### Data for processing

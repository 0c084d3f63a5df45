//! Sub-command dispatch.
//!
//! Commands are kept sorted by primary alias so registration and lookup
//! use binary search. Dispatch checks, in order, the player-only flag, the
//! permission and the cooldown; the first failing gate answers the sender
//! with its own message and neither runs the handler nor starts the
//! cooldown.

use std::sync::Arc;
use std::time::Duration;

use tracing::debug;

use crate::core::{Clock, EngineConfig, EntityId};

use super::command::{CommandEntry, CommandId, CommandSender};
use super::messages::{format_duration, render, Messages};

/// Outcome of one command invocation.
#[derive(Clone, Copy, Debug, PartialEq, Eq)]
pub enum CommandResult {
    /// No arguments: the tier GUI was opened.
    OpenedGui,
    /// No arguments: the help listing was sent.
    Help,
    /// The handler ran; `success` is what it returned.
    Executed { success: bool },
    MustBeAPlayer,
    NoPermission,
    OnCooldown(Duration),
    UnknownCommand,
}

impl CommandResult {
    /// The boolean reported back to the host.
    #[must_use]
    pub const fn is_success(self) -> bool {
        matches!(self, Self::OpenedGui | Self::Help | Self::Executed { .. })
    }
}

type GuiOpener = Box<dyn FnMut(EntityId)>;

/// The base command and its sub-commands.
pub struct CommandDispatcher {
    commands: Vec<CommandEntry>,
    next_id: u32,
    base: String,
    prefix: String,
    tier_gui: bool,
    messages: Messages,
    clock: Arc<dyn Clock>,
    gui: Option<GuiOpener>,
}

impl CommandDispatcher {
    /// Create a dispatcher for `base` (the command name, used in help).
    pub fn new(
        base: impl Into<String>,
        config: &EngineConfig,
        messages: Messages,
        clock: Arc<dyn Clock>,
    ) -> Self {
        Self {
            commands: Vec::new(),
            next_id: 0,
            base: base.into(),
            prefix: config.prefix.clone(),
            tier_gui: config.tier_gui,
            messages,
            clock,
            gui: None,
        }
    }

    /// Set what a bare base command opens for players (builder pattern).
    #[must_use]
    pub fn with_gui(mut self, opener: impl FnMut(EntityId) + 'static) -> Self {
        self.gui = Some(Box::new(opener));
        self
    }

    /// Replace prefix, GUI flag and messages after a config reload.
    pub fn reconfigure(&mut self, config: &EngineConfig, messages: Messages) {
        self.prefix = config.prefix.clone();
        self.tier_gui = config.tier_gui;
        self.messages = messages;
    }

    /// Insert a command at its sorted position.
    ///
    /// Disabled commands are not registered and get no id.
    pub fn register(&mut self, mut entry: CommandEntry) -> Option<CommandId> {
        if !entry.enabled {
            debug!(command = entry.primary_alias(), "disabled command not registered");
            return None;
        }
        let id = CommandId(self.next_id);
        self.next_id += 1;
        entry.id = Some(id);

        let index = self
            .commands
            .binary_search_by(|c| c.primary_alias().cmp(entry.primary_alias()))
            .unwrap_or_else(|insert_at| insert_at);
        self.commands.insert(index, entry);
        Some(id)
    }

    /// Remove a command by identity.
    pub fn unregister(&mut self, id: CommandId) -> Option<CommandEntry> {
        let index = self.commands.iter().position(|c| c.id == Some(id))?;
        Some(self.commands.remove(index))
    }

    pub fn clear(&mut self) {
        self.commands.clear();
    }

    /// Registered commands in primary-alias order.
    pub fn commands(&self) -> impl Iterator<Item = &CommandEntry> {
        self.commands.iter()
    }

    #[must_use]
    pub fn len(&self) -> usize {
        self.commands.len()
    }

    #[must_use]
    pub fn is_empty(&self) -> bool {
        self.commands.is_empty()
    }

    /// Index of the command an alias names.
    ///
    /// Primary aliases are found by binary search; other aliases by a scan.
    #[must_use]
    pub fn find(&self, alias: &str) -> Option<usize> {
        self.commands
            .binary_search_by(|c| c.primary_alias().cmp(alias))
            .ok()
            .or_else(|| self.commands.iter().position(|c| c.matches(alias)))
    }

    /// Handle `/<base> <args...>`.
    pub fn on_command(&mut self, sender: &mut dyn CommandSender, args: &[&str]) -> CommandResult {
        let Some(&alias) = args.first() else {
            return self.bare_command(sender);
        };
        let Some(index) = self.find(alias) else {
            self.reply(sender, &self.messages.unknown_command);
            return CommandResult::UnknownCommand;
        };

        let now = self.clock.now();
        let entry = &self.commands[index];

        if entry.only_for_players && !sender.is_player() {
            self.reply(sender, &self.messages.must_be_a_player);
            return CommandResult::MustBeAPlayer;
        }
        if !entry.permits(sender) {
            self.reply(sender, &self.messages.no_permission);
            return CommandResult::NoPermission;
        }
        if let Some(player) = sender.id() {
            let remaining = entry.cooldowns.remaining_time(player, entry.cooldown, now);
            if !remaining.is_zero() {
                let text = format_duration(&self.messages.active_cooldown, remaining);
                self.reply(sender, &text);
                return CommandResult::OnCooldown(remaining);
            }
        }

        let entry = &mut self.commands[index];
        let success = entry.handler.execute(sender, args);
        if success {
            if let Some(player) = sender.id() {
                entry.cooldowns.apply_cooldown(player, now);
            }
        }
        debug!(command = entry.primary_alias(), success, "command executed");
        CommandResult::Executed { success }
    }

    /// Completions for `/<base> <args...>`.
    ///
    /// The first argument completes against aliases ignoring case, so a
    /// stray capital still offers the exact alias to use. Returns an empty
    /// list when nothing matches.
    #[must_use]
    pub fn on_tab_complete(&self, sender: &dyn CommandSender, args: &[&str]) -> Vec<String> {
        match args {
            [] => Vec::new(),
            [partial] => {
                let partial = partial.to_lowercase();
                self.commands
                    .iter()
                    .filter(|c| c.permits(sender))
                    .flat_map(|c| c.aliases.iter())
                    .filter(|alias| alias.to_lowercase().starts_with(&partial))
                    .cloned()
                    .collect()
            }
            [alias, ..] => self
                .find(alias)
                .map(|index| &self.commands[index])
                .filter(|c| c.permits(sender))
                .map_or_else(Vec::new, |c| c.handler.tab_complete(sender, args)),
        }
    }

    /// Send the list of commands the sender may use.
    pub fn help(&self, sender: &mut dyn CommandSender) {
        let lines: Vec<String> = self
            .commands
            .iter()
            .filter(|c| c.permits(&*sender))
            .map(|entry| {
                self.messages
                    .help_entry
                    .replace("%command%", &format!("{} {}", self.base, entry.primary_alias()))
                    .replace("%description%", &entry.description)
            })
            .collect();

        sender.send_message(&render(&self.messages.help_header, &self.prefix));
        for line in lines {
            sender.send_message(&render(&line, &self.prefix));
        }
    }

    fn bare_command(&mut self, sender: &mut dyn CommandSender) -> CommandResult {
        if self.tier_gui {
            if let (Some(player), Some(open)) = (sender.id(), self.gui.as_mut()) {
                open(player);
                return CommandResult::OpenedGui;
            }
        }
        self.help(sender);
        CommandResult::Help
    }

    fn reply(&self, sender: &mut dyn CommandSender, template: &str) {
        sender.send_message(&render(template, &self.prefix));
    }
}

impl std::fmt::Debug for CommandDispatcher {
    fn fmt(&self, f: &mut std::fmt::Formatter<'_>) -> std::fmt::Result {
        f.debug_struct("CommandDispatcher")
            .field("base", &self.base)
            .field("commands", &self.commands)
            .field("tier_gui", &self.tier_gui)
            .finish_non_exhaustive()
    }
}

#[cfg(test)]
mod tests {
    use super::*;
    use crate::commands::FnHandler;
    use crate::core::{ManualClock, Timestamp};

    #[derive(Default)]
    struct Sender {
        id: Option<EntityId>,
        permissions: Vec<String>,
        messages: Vec<String>,
    }

    impl CommandSender for Sender {
        fn id(&self) -> Option<EntityId> {
            self.id
        }

        fn has_permission(&self, permission: &str) -> bool {
            self.permissions.iter().any(|p| p == permission)
        }

        fn send_message(&mut self, message: &str) {
            self.messages.push(message.to_string());
        }
    }

    fn player() -> Sender {
        Sender {
            id: Some(EntityId(1)),
            ..Sender::default()
        }
    }

    fn dispatcher() -> CommandDispatcher {
        let config = EngineConfig {
            tier_gui: false,
            ..EngineConfig::default()
        };
        CommandDispatcher::new(
            "enchants",
            &config,
            Messages::default(),
            Arc::new(ManualClock::new(Timestamp(0))),
        )
    }

    fn entry(alias: &str) -> CommandEntry {
        CommandEntry::new([alias], FnHandler::new(|_, _| true))
    }

    #[test]
    fn test_sorted_insert() {
        let mut d = dispatcher();
        for alias in ["reload", "give", "about", "list"] {
            d.register(entry(alias));
        }
        let order: Vec<&str> = d.commands().map(CommandEntry::primary_alias).collect();
        assert_eq!(order, vec!["about", "give", "list", "reload"]);
        assert_eq!(d.find("list"), Some(2));
    }

    #[test]
    fn test_disabled_not_registered() {
        let mut d = dispatcher();
        assert!(d.register(entry("give").disabled()).is_none());
        assert!(d.is_empty());
    }

    #[test]
    fn test_secondary_alias_found() {
        let mut d = dispatcher();
        d.register(CommandEntry::new(["reload", "rl"], FnHandler::new(|_, _| true)));
        assert_eq!(d.find("rl"), Some(0));
    }

    #[test]
    fn test_bare_command_sends_help() {
        let mut d = dispatcher();
        d.register(entry("give").with_description("Give an enchant"));
        d.register(entry("secret").with_permission("enchants.secret"));

        let mut sender = player();
        assert_eq!(d.on_command(&mut sender, &[]), CommandResult::Help);
        assert_eq!(sender.messages.len(), 2);
        assert!(sender.messages[1].contains("enchants give"));
        assert!(sender.messages[1].contains("Give an enchant"));
    }

    #[test]
    fn test_bare_command_opens_gui_for_players() {
        let opened = std::rc::Rc::new(std::cell::Cell::new(None));
        let seen = opened.clone();
        let mut d = CommandDispatcher::new(
            "enchants",
            &EngineConfig::default(),
            Messages::default(),
            Arc::new(ManualClock::new(Timestamp(0))),
        )
        .with_gui(move |player| seen.set(Some(player)));

        assert_eq!(d.on_command(&mut player(), &[]), CommandResult::OpenedGui);
        assert_eq!(opened.get(), Some(EntityId(1)));

        let mut console = Sender::default();
        assert_eq!(d.on_command(&mut console, &[]), CommandResult::Help);
    }

    #[test]
    fn test_unknown_command_message() {
        let mut d = dispatcher();
        let mut sender = player();
        let result = d.on_command(&mut sender, &["nope"]);
        assert_eq!(result, CommandResult::UnknownCommand);
        assert!(!result.is_success());
        let expected = render(&Messages::default().unknown_command, &EngineConfig::default().prefix);
        assert_eq!(sender.messages, vec![expected]);
    }

    #[test]
    fn test_gate_order() {
        let mut d = dispatcher();
        d.register(entry("give").players_only().with_permission("enchants.give"));

        let mut console = Sender::default();
        assert_eq!(d.on_command(&mut console, &["give"]), CommandResult::MustBeAPlayer);

        let mut sender = player();
        assert_eq!(d.on_command(&mut sender, &["give"]), CommandResult::NoPermission);

        sender.permissions.push("enchants.give".into());
        assert_eq!(
            d.on_command(&mut sender, &["give"]),
            CommandResult::Executed { success: true }
        );
    }

    #[test]
    fn test_tab_complete_top_level() {
        let mut d = dispatcher();
        d.register(entry("give"));
        d.register(entry("gkit"));
        d.register(entry("grant").with_permission("enchants.grant"));

        let completions = d.on_tab_complete(&player(), &["G"]);
        assert_eq!(completions, vec!["give".to_string(), "gkit".to_string()]);
        assert!(d.on_tab_complete(&player(), &["x"]).is_empty());
    }
}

### Task statement
All that belongs in the answer is an exact copy of the lines from the start of the records above through the line with "use std::sync::Arc;".

### Response to the task
repository 0c084d3f63a5df45
//! Sub-command dispatch.
//!
//! Commands are kept sorted by primary alias so registration and lookup
//! use binary search. Dispatch checks, in order, the player-only flag, the
//! permission and the cooldown; the first failing gate answers the sender
//! with its own message and neither runs the handler nor starts the
//! cooldown.

use std::sync::Arc;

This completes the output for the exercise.